Production: a system that is being used in real life. It’s not a POC to test whether or not something will work or an experiment performed on sample data. It’s real-life data being used to solve a real-life problem.
Many times, I have seen AI vendors failing to prove the concept as originally conceived. But why the transition seems to be such a nightmare for AI projects? Well, most of the time, AI projects don’t even get to the production stage because of these elements:
I noticed that a company can have a perfect business issue that AI can address but faced with data issues or new necessary workflows, they might give up on the project. Indeed, organizations will have to navigate a series of issues related to software, data security and a quantity of new data for training before even reaching the production stage.
Another aspect would be to underestimate the cost of building a real-scale functioning AI. There’s a lot more investment needed to get a prototype into production! The management needs to make sure they will be able to afford to pay it.
Your ML proof-of-concept is the first step of a long process. You need to look beyond it to issues that arise when you scale it to a real-scale production system .
Why AI PoCs fail
The proof of concept roadmap for an AI project poses several challenges. From the lack of data, legal issues, internal fear against AI-enabled applications or the capacity to integrate, companies have to analyze several factors before putting the models in production.
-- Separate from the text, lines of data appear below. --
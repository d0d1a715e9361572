//! Programmatic migration source.

use std::sync::Arc;

use crate::error::Result;
use crate::migration::{ExecutorKind, MigrationType, ResolvedMigration};
use crate::version::MigrationVersion;

use super::MigrationSource;

/// A migration implemented in Rust code rather than a script.
///
/// Code migrations enter the catalog alongside script migrations and obey
/// the same ordering and conflict rules.
pub trait ProgrammaticMigration: Send + Sync {
    /// Version; `None` makes the migration repeatable.
    fn version(&self) -> Option<MigrationVersion>;

    /// Human-readable description.
    fn description(&self) -> String;

    /// Optional fingerprint. Code migrations without one are exempt from
    /// drift detection.
    fn checksum(&self) -> Option<String> {
        None
    }

    /// Whether this is a baseline marker.
    fn is_baseline(&self) -> bool {
        false
    }

    /// Script identifier recorded in the history table.
    fn script(&self) -> String {
        match self.version() {
            Some(version) => format!("code:V{version}"),
            None => format!("code:R__{}", self.description()),
        }
    }
}

/// A source backed by compiled [`ProgrammaticMigration`] objects.
#[derive(Default)]
pub struct CodeMigrationSource {
    migrations: Vec<Arc<dyn ProgrammaticMigration>>,
}

impl CodeMigrationSource {
    /// Creates an empty source.
    #[must_use]
    pub fn new() -> Self {
        Self::default()
    }

    /// Registers a migration object.
    #[must_use]
    pub fn add(mut self, migration: Arc<dyn ProgrammaticMigration>) -> Self {
        self.migrations.push(migration);
        self
    }
}

impl MigrationSource for CodeMigrationSource {
    fn name(&self) -> &str {
        "code"
    }

    fn resolve(&self) -> Result<Vec<ResolvedMigration>> {
        Ok(self
            .migrations
            .iter()
            .map(|migration| {
                let migration_type = if migration.is_baseline() {
                    MigrationType::ProgrammaticBaseline
                } else {
                    MigrationType::Programmatic
                };
                let script = migration.script();
                ResolvedMigration {
                    version: migration.version(),
                    description: migration.description(),
                    physical_location: script.clone(),
                    script,
                    checksum: migration.checksum(),
                    equivalent_checksum: None,
                    migration_type,
                    executor: ExecutorKind::Code,
                }
            })
            .collect())
    }
}

#[cfg(test)]
mod tests {
    use super::*;

    struct AddUsersTable;

    impl ProgrammaticMigration for AddUsersTable {
        fn version(&self) -> Option<MigrationVersion> {
            Some(MigrationVersion::parse("3").unwrap())
        }

        fn description(&self) -> String {
            String::from("add users table")
        }

        fn checksum(&self) -> Option<String> {
            Some(String::from("code-fingerprint"))
        }
    }

    struct RebuildSearchIndex;

    impl ProgrammaticMigration for RebuildSearchIndex {
        fn version(&self) -> Option<MigrationVersion> {
            None
        }

        fn description(&self) -> String {
            String::from("rebuild search index")
        }
    }

    #[test]
    fn test_code_migrations_resolve() {
        let source = CodeMigrationSource::new()
            .add(Arc::new(AddUsersTable))
            .add(Arc::new(RebuildSearchIndex));
        let resolved = source.resolve().unwrap();
        assert_eq!(resolved.len(), 2);

        let versioned = &resolved[0];
        assert_eq!(versioned.script, "code:V3");
        assert_eq!(versioned.migration_type, MigrationType::Programmatic);
        assert_eq!(versioned.executor, ExecutorKind::Code);
        assert_eq!(versioned.checksum.as_deref(), Some("code-fingerprint"));

        let repeatable = &resolved[1];
        assert!(repeatable.is_repeatable());
        assert_eq!(repeatable.checksum, None);
    }
}
//! Engine configuration.

use std::collections::BTreeMap;

use serde::{Deserialize, Serialize};

use crate::error::Result;

/// Migration engine settings.
///
/// This is the in-memory configuration value; discovering and reading
/// configuration files is the embedding application's concern. The defaults
/// match the conventional `V1__description.sql` layout.
#[derive(Debug, Clone, Serialize, Deserialize)]
#[serde(default)]
pub struct MigrateConfig {
    /// Qualified name of the schema-history table.
    pub table: String,
    /// Prefix of versioned migrations.
    pub sql_migration_prefix: String,
    /// Prefix of baseline migrations.
    pub baseline_migration_prefix: String,
    /// Prefix of undo migrations.
    pub undo_migration_prefix: String,
    /// Prefix of repeatable migrations.
    pub repeatable_migration_prefix: String,
    /// Separator between version (or prefix) and description.
    pub sql_migration_separator: String,
    /// Recognized script suffixes.
    pub sql_migration_suffixes: Vec<String>,
    /// Placeholder values substituted into scripts.
    pub placeholders: BTreeMap<String, String>,
    /// Opening marker of a placeholder.
    pub placeholder_prefix: String,
    /// Closing marker of a placeholder.
    pub placeholder_suffix: String,
    /// Whether placeholders are substituted at all.
    pub placeholder_replacement: bool,
    /// Invalid resource names: hard error (false) or warn-and-skip (true).
    pub ignore_invalid_names: bool,
    /// How many times to poll for the migration lock before giving up.
    pub lock_retry_count: u32,
    /// Milliseconds between lock polls.
    pub lock_poll_interval_ms: u64,
    /// Identity recorded as the lock owner and `installed_by`; defaults to a
    /// process-derived identity.
    pub installed_by: Option<String>,
}

impl Default for MigrateConfig {
    fn default() -> Self {
        Self {
            table: String::from("strata_schema_history"),
            sql_migration_prefix: String::from("V"),
            baseline_migration_prefix: String::from("B"),
            undo_migration_prefix: String::from("U"),
            repeatable_migration_prefix: String::from("R"),
            sql_migration_separator: String::from("__"),
            sql_migration_suffixes: vec![String::from(".sql")],
            placeholders: BTreeMap::new(),
            placeholder_prefix: String::from("${"),
            placeholder_suffix: String::from("}"),
            placeholder_replacement: true,
            ignore_invalid_names: false,
            lock_retry_count: 50,
            lock_poll_interval_ms: 1000,
            installed_by: None,
        }
    }
}

impl MigrateConfig {
    /// Parses a JSON configuration document produced by an embedder.
    ///
    /// Missing fields fall back to their defaults.
    pub fn from_json(json: &str) -> Result<Self> {
        Ok(serde_json::from_str(json)?)
    }
}

#[cfg(test)]
mod tests {
    use super::*;

    #[test]
    fn test_defaults() {
        let config = MigrateConfig::default();
        assert_eq!(config.sql_migration_prefix, "V");
        assert_eq!(config.sql_migration_separator, "__");
        assert_eq!(config.sql_migration_suffixes, vec![String::from(".sql")]);
        assert!(config.placeholder_replacement);
        assert_eq!(config.lock_retry_count, 50);
    }

    #[test]
    fn test_from_json_partial_document() {
        let config = MigrateConfig::from_json(
            r#"{"table": "app_history", "lock_retry_count": 3, "placeholders": {"schema": "app"}}"#,
        )
        .unwrap();
        assert_eq!(config.table, "app_history");
        assert_eq!(config.lock_retry_count, 3);
        assert_eq!(config.placeholders.get("schema").map(String::as_str), Some("app"));
        assert_eq!(config.sql_migration_prefix, "V");
    }

    #[test]
    fn test_from_json_rejects_malformed_document() {
        assert!(MigrateConfig::from_json("{not json").is_err());
    }
}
In my opinion, organizations should invest in many proofs of concept because they can relatively learn about their potential, improve their data culture, quickly end AI PoCs that aren’t going anywhere, and identify the most promising approaches to continue monitoring and investing resources in. I have seen companies trying to earn money with their first PoC and choosing a complex problem to solve through ML… that is the best way to fail!
Companies should also take into consideration that the skills needed to make a proof of concept are very different from the skills needed to scale an idea to production. It is obvious but without a structure to support AI integration, even the best projects will die.
An AI project needs to be supported by the management and without an appetite for long-term investment, AI application will never reach any meaningful level of scale or usefulness. It takes time and patience to successfully develop such projects.
In order to make your PoC a success, it is mandatory to conduct extensive research, build a cross-functional team and investigate and test a wide range of hardware specifications. It might also be interesting to consult external experts to fine-tune the model. While we managed to come up with the prototype within 2–3 weeks of initial research, the next steps will take much longer and will require significant investments in terms of money and time.
Based on my experience, a good PoC takes about 1/2 months. Indeed, the data gathering process is actually very time-consuming. Needless to say that most companies have amazing ideas about how to use AI but don’t have the right data…
For example, if during the POC the algorithm demonstrated its ability to recognize faces photographed in the same light, at the same distance and angle, during the pilot the algorithm will need to be exposed to variations in lighting, distance, angle, skin tone, gender, and more. Which implies, of course, way more data.
The difference between generating the input data needed by a machine learning model for a proof of concept and doing it continuously and at scale is important. This aspect is often underestimated.
After several projects in which I worked with disparate and imperfect datasets, I have come to the conclusion that people trying to move desktop-scale ML algorithms into production are likely to massively underestimate the time and energy required to get the data needed by ML algorithms into a form where they can use it.
It is key to minimize the “gap” between your real-world requirements and the POC data set. As a consequence, I strongly recommend using real-world data.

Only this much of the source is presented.